First integrated Human Lung Cell Atlas reveals insights into lung diseases
The largest and most comprehensive cell map of the human lung is announced in Nature Medicine today (8 June). Revealing the great diversity of cell types in the lung and key differences between health and disease, the Human Lung Cell Atlas will be a valuable resource for lung researchers.

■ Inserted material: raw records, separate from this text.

use std::sync::Arc;

use rich_vault_types::{Address, TxHash};
use tracing::{debug, info, warn};

use crate::{
    calls::WriteCall,
    clients::{ContractWriter, WealthEncryptor},
    config::ClientConfig,
    errors::classify_write_failure,
    VaultResult,
};

/// Write side of the client.
///
/// Every operation returns as soon as the transaction is broadcast. Refreshing what is displayed
/// afterwards is up to the caller (see [`crate::VaultWatch::refresh`]).
pub struct VaultDispatcher<W, E> {
    writer: Arc<W>,
    encryptor: Arc<E>,
    config: ClientConfig,
}

impl<W, E> Clone for VaultDispatcher<W, E> {
    fn clone(&self) -> Self {
        Self {
            writer: Arc::clone(&self.writer),
            encryptor: Arc::clone(&self.encryptor),
            config: self.config.clone(),
        }
    }
}

impl<W: ContractWriter, E: WealthEncryptor> VaultDispatcher<W, E> {
    pub fn new(writer: Arc<W>, encryptor: Arc<E>, config: ClientConfig) -> Self {
        Self {
            writer,
            encryptor,
            config,
        }
    }

    pub fn config(&self) -> &ClientConfig {
        &self.config
    }

    pub(crate) fn encryptor(&self) -> &E {
        &self.encryptor
    }

    pub(crate) async fn send(
        &self,
        contract: Address,
        call: WriteCall,
        account: Address,
    ) -> VaultResult<TxHash> {
        let function = call.function_name();
        debug!(%contract, %account, function, "Dispatching");
        match self
            .writer
            .write(contract, call, account, self.config.chain_id)
            .await
        {
            Ok(hash) => {
                info!(%contract, function, %hash, "Transaction broadcast");
                Ok(hash)
            }
            Err(err) => {
                let error = classify_write_failure(function, err.reason());
                warn!(%contract, %account, function, reason = err.reason(), "Dispatch failed");
                Err(error)
            }
        }
    }
}
use std::fmt;

use num_enum::{TryFromPrimitive, TryFromPrimitiveError};
use rich_vault_types::{Address, AddressParseError, ParticipantStatus};

/// How an error should be surfaced to the person using the client
#[derive(Clone, Copy, PartialEq, Eq, Debug)]
pub enum ErrorKind {
    /// Bad input, caught before any network call
    Validation,
    /// The vault refused the operation in its current state
    Precondition,
    /// The account holder declined to sign
    UserDeclined,
    /// Any other read, write or encryption failure
    Network,
}

#[derive(Clone, PartialEq, Eq, Debug)]
pub enum VaultError {
    EmptyVaultName,
    NoParticipants,
    InvalidAddress { input: String, reason: AddressParseError },
    DuplicateParticipant(Address),
    InvalidInput(String),
    InvalidConfig(String),

    NotInvited,
    InvitationsPending,

    UserRejectedSignature,

    ReadFailed { function: &'static str, reason: String },
    WriteFailed { function: &'static str, reason: String },
    UnexpectedReturn { function: &'static str },
    UnknownStatus(u8),
    Encryption(String),
    TaskFailed(String),
}

pub type VaultResult<T = ()> = std::result::Result<T, VaultError>;

impl VaultError {
    pub fn kind(&self) -> ErrorKind {
        match self {
            VaultError::EmptyVaultName
            | VaultError::NoParticipants
            | VaultError::InvalidAddress { .. }
            | VaultError::DuplicateParticipant(_)
            | VaultError::InvalidInput(_)
            | VaultError::InvalidConfig(_) => ErrorKind::Validation,
            VaultError::NotInvited | VaultError::InvitationsPending => ErrorKind::Precondition,
            VaultError::UserRejectedSignature => ErrorKind::UserDeclined,
            VaultError::ReadFailed { .. }
            | VaultError::WriteFailed { .. }
            | VaultError::UnexpectedReturn { .. }
            | VaultError::UnknownStatus(_)
            | VaultError::Encryption(_)
            | VaultError::TaskFailed(_) => ErrorKind::Network,
        }
    }

    /// Short text meant to be shown as is next to the control that triggered the operation
    pub fn user_message(&self) -> &'static str {
        match self {
            VaultError::EmptyVaultName => "Vault name is required",
            VaultError::NoParticipants => "Add at least one participant",
            VaultError::InvalidAddress { .. } => "Invalid address format",
            VaultError::DuplicateParticipant(_) => "Participant listed more than once",
            VaultError::InvalidInput(_) => "Please enter a valid wealth amount",
            VaultError::InvalidConfig(_) => "Invalid client configuration",
            VaultError::NotInvited => "Not invited or already responded.",
            VaultError::InvitationsPending => "Invitations pending.",
            VaultError::UserRejectedSignature => "Transaction not completed.",
            VaultError::ReadFailed { .. }
            | VaultError::UnexpectedReturn { .. }
            | VaultError::UnknownStatus(_)
            | VaultError::TaskFailed(_) => "Failed to load vault data. Please try again later.",
            VaultError::WriteFailed { .. } | VaultError::Encryption(_) => "Transaction failed",
        }
    }
}

impl fmt::Display for VaultError {
    fn fmt(&self, f: &mut fmt::Formatter<'_>) -> fmt::Result {
        match self {
            VaultError::EmptyVaultName => write!(f, "Vault name is empty"),
            VaultError::NoParticipants => write!(f, "No participant given"),
            VaultError::InvalidAddress { input, reason } => {
                write!(f, "Invalid address {input:?}: {reason}")
            }
            VaultError::DuplicateParticipant(address) => {
                write!(f, "Participant {address} is listed more than once")
            }
            VaultError::InvalidInput(input) => {
                write!(f, "Wealth {input:?} is not a non-negative integer")
            }
            VaultError::InvalidConfig(reason) => write!(f, "Invalid configuration: {reason}"),
            VaultError::NotInvited => write!(f, "Account is not invited or already responded"),
            VaultError::InvitationsPending => write!(f, "Some invitations are still pending"),
            VaultError::UserRejectedSignature => write!(f, "Signature request was declined"),
            VaultError::ReadFailed { function, reason } => {
                write!(f, "Read of {function} failed: {reason}")
            }
            VaultError::WriteFailed { function, reason } => {
                write!(f, "Call to {function} failed: {reason}")
            }
            VaultError::UnexpectedReturn { function } => {
                write!(f, "Unexpected value returned by {function}")
            }
            VaultError::UnknownStatus(code) => write!(f, "Unknown participant status {code}"),
            VaultError::Encryption(reason) => write!(f, "Wealth encryption failed: {reason}"),
            VaultError::TaskFailed(reason) => write!(f, "Background read failed: {reason}"),
        }
    }
}

impl std::error::Error for VaultError {}

impl From<TryFromPrimitiveError<ParticipantStatus>> for VaultError {
    fn from(err: TryFromPrimitiveError<ParticipantStatus>) -> Self {
        VaultError::UnknownStatus(err.number)
    }
}

impl From<tokio::task::JoinError> for VaultError {
    fn from(err: tokio::task::JoinError) -> Self {
        VaultError::TaskFailed(err.to_string())
    }
}

/// Classify the failure reason reported by a contract write.
///
/// The vault only reports reverts as free text, so the known revert strings and the wallet
/// refusal messages are matched by substring.
pub fn classify_write_failure(function: &'static str, reason: &str) -> VaultError {
    const NOT_INVITED: &str = "Not invited";
    const INVITATIONS_PENDING: &str = "Some invitations still pending";
    const USER_DECLINED: [&str; 2] = ["user rejected", "user denied"];

    let lowered = reason.to_lowercase();
    if USER_DECLINED.iter().any(|needle| lowered.contains(needle)) {
        VaultError::UserRejectedSignature
    } else if reason.contains(NOT_INVITED) {
        VaultError::NotInvited
    } else if reason.contains(INVITATIONS_PENDING) {
        VaultError::InvitationsPending
    } else {
        VaultError::WriteFailed {
            function,
            reason: reason.to_string(),
        }
    }
}

/// Decode the `uint8` returned by `status(address)`
pub fn decode_status(code: u8) -> VaultResult<ParticipantStatus> {
    Ok(ParticipantStatus::try_from_primitive(code)?)
}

By combining data from nearly 40 studies, researchers from the Wellcome Sanger Institute, Helmholtz Munich, University Medical Center Groningen, and their collaborators created the first integrated single-cell atlas of the lung, revealing rare cell types and highlighting cellular differences between healthy people. In addition, the study found common cell states between lung fibrosis, cancer and COVID-19, offering new ways of understanding lung disease, which could help identify new therapeutic targets.
The study is part of the global Human Cell Atlas* (HCA) initiative to map every cell type in the human body, to transform our understanding of health, infection and disease.
Lung research has benefited greatly from recent single-cell studies that show which genes are active in each cell. Despite this, the research has been limited so far by the number of samples and individuals included per study.
Now, a large team of researchers has successfully combined 49 lung datasets, from nearly 40 separate studies, into a single integrated Atlas, using advanced machine learning. By pooling and integrating datasets from every major single-cell RNA-sequencing lung study published to date, the team created the first integrated Human Lung Cell Atlas. This Atlas spans over 2.4 million cells from 486 individuals and gives new insights into lung biology that were not possible before.
“A comprehensive organ atlas requires many datasets to capture the diversity between both cells and individuals, but combining different datasets is a huge challenge. We developed a benchmarking pipeline to find the optimal method to integrate all datasets into the Atlas, using artificial intelligence, and combined knowledge and data from almost 40 previous lung studies. Including data from more than a hundred healthy people, the atlas shows differences in the lung cells from individuals of different ages, sex and smoking history.”
Dr Malte Luecken, a senior author on the paper and Group leader at the Institute of Computational Biology and the Institute of Lung Health and Immunity at Helmholtz Munich
“Obtaining a refined lung atlas helps us understand the cellular landscape of our respiratory system and will enable us to better understand how diseases, such as COVID-19 or asthma, occur and how we might prevent them. What makes our study so important is the vast amount of data analysed, with information from over 400 individuals, and over 40 datasets, many of which have been developed at the Wellcome Sanger Institute.”
While the core of the Human Lung Cell Atlas is data from healthy lungs, the team also took datasets from more than 10 different lung diseases and projected these onto the healthy data, to understand disease states.
The team discovered that different lung diseases shared common immune cell states, including the finding that a subset of macrophages (a type of immune cell) shared similar gene activity in lung fibrosis, cancer and COVID-19. The shared states indicate that these cells could play a similar role in scar formation in the lung in all three diseases, and provide pointers for potential therapeutic targets.
“This is the first effort to compare healthy and diseased lungs in one study in an integrated way. Our study not only supports the presence of lung fibrosis in COVID-19, it allows us to identify and define a shared cell state between lung fibrosis, COVID-19 and lung cancer patients. Finding these shared disease-associated cells is really exciting, and reveals a totally different way of looking at lung diseases, opening possibilities for novel treatment targets and developing treatment response biomarkers. Our findings also suggest that therapies working for one disease may help alleviate others.”
Professor Martijn Nawijn, a senior author on the paper and Professor at the University Medical Center Groningen, the Netherlands
The Lung Atlas Integration project was an international collaborative effort with nearly 100 partners from more than 60 departments, including key researchers from Helmholtz Munich, University Medical Center Groningen, Northwestern University Feinberg School of Medicine and the Sanger Institute. The team is part of the Human Cell Atlas Lung Biological Network**, which has its roots in the Chan Zuckerberg Initiative Seed Networks for the Human Cell Atlas, and the European Union funded lung network, DiscovAIR. At the start of the COVID-19 pandemic in 2020, the single-cell lung communities came together rapidly, forming the HCA Lung Biological Network to help understand COVID-19, which then led to the global effort to integrate all the data.
“Our study provides the first reference atlas of the human lung, and is an important milestone towards a full Human Cell Atlas. This new atlas greatly expands our understanding of the healthy lung and reveals changes in disease. It will also be a valuable reference for analysing future lung data, as it not only maps out novel cell states and processes but also generates consensus in the cell types.”
Dr Sarah Teichmann, a senior author on the paper from the Wellcome Sanger Institute and co-chair of the Human Cell Atlas Organising Committee
The first integrated major organ within the Human Cell Atlas initiative, the Human Lung Cell Atlas is publically available for researchers globally, as a central resource to study the lung in health and disease.